■ EXERCISE OBJECTIVE ■
Where does the word "TraditionRecord" show up in the data? Please find each such line and copy it.

■ DATA FOR PROCESSING ■
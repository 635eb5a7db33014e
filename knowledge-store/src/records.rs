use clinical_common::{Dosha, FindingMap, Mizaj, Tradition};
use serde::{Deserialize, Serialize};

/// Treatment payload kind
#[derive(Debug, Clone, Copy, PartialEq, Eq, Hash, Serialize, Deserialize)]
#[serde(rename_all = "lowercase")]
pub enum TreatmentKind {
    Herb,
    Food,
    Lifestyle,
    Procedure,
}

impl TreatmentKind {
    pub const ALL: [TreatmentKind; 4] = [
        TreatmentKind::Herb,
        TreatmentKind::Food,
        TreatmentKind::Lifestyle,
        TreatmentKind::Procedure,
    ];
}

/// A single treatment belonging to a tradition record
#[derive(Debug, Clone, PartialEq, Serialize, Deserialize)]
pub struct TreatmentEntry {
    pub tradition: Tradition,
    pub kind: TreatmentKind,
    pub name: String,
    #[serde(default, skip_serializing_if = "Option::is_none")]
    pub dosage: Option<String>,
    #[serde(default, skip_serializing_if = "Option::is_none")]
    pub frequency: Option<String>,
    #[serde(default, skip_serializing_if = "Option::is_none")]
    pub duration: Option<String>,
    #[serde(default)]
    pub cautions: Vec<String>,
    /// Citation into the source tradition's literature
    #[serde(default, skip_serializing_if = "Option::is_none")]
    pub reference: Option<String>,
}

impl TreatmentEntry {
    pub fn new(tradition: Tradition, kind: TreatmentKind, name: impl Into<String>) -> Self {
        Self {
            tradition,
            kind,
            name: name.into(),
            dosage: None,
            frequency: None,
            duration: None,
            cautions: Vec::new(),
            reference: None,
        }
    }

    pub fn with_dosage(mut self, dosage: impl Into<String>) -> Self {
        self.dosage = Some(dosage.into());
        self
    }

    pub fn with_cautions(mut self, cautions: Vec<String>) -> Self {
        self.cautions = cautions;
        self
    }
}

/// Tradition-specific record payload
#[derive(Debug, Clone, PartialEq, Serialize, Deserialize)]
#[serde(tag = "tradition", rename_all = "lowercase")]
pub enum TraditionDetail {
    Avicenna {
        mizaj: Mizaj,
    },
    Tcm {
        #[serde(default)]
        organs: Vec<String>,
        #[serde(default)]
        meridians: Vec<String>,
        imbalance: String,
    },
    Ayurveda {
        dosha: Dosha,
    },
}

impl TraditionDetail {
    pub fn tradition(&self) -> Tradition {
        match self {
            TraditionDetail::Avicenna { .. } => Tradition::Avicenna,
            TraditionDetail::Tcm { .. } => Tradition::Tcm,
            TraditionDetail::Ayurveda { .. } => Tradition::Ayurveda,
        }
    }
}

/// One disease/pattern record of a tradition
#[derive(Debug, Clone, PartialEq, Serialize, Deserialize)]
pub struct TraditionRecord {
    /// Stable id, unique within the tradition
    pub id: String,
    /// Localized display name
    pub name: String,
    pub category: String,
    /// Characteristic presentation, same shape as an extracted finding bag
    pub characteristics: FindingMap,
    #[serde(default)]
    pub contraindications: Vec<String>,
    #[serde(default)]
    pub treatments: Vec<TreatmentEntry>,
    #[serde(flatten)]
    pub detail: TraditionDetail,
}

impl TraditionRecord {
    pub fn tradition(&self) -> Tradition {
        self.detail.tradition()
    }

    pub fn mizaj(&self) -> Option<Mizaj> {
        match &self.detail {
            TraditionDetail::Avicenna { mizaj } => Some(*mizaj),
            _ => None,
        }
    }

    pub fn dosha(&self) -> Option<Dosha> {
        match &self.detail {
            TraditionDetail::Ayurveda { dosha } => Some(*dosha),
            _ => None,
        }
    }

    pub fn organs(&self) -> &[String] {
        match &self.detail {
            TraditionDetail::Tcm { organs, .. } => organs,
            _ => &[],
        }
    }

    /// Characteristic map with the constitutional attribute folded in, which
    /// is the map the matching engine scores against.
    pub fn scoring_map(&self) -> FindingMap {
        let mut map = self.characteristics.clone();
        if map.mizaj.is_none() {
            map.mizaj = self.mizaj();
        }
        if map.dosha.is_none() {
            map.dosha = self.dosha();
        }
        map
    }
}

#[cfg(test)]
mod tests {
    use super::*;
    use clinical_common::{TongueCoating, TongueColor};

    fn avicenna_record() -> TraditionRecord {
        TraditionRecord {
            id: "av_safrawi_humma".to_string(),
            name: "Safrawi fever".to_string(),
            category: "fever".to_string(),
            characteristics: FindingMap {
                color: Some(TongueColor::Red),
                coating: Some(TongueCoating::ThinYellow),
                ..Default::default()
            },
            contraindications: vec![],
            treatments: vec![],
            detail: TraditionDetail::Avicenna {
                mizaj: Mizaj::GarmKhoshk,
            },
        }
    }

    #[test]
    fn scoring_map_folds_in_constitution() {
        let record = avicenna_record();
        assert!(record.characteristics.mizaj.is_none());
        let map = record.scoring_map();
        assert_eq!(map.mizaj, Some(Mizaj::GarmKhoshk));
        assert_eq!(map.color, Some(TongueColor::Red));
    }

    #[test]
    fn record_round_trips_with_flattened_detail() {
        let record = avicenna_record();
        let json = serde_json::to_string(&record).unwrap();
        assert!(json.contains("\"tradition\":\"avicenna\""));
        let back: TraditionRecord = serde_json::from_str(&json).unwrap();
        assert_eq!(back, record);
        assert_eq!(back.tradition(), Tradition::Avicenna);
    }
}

■ OUTPUT FOR THIS EXERCISE ■
pub struct TraditionRecord {
impl TraditionRecord {
    fn avicenna_record() -> TraditionRecord {
        TraditionRecord {
        let back: TraditionRecord = serde_json::from_str(&json).unwrap();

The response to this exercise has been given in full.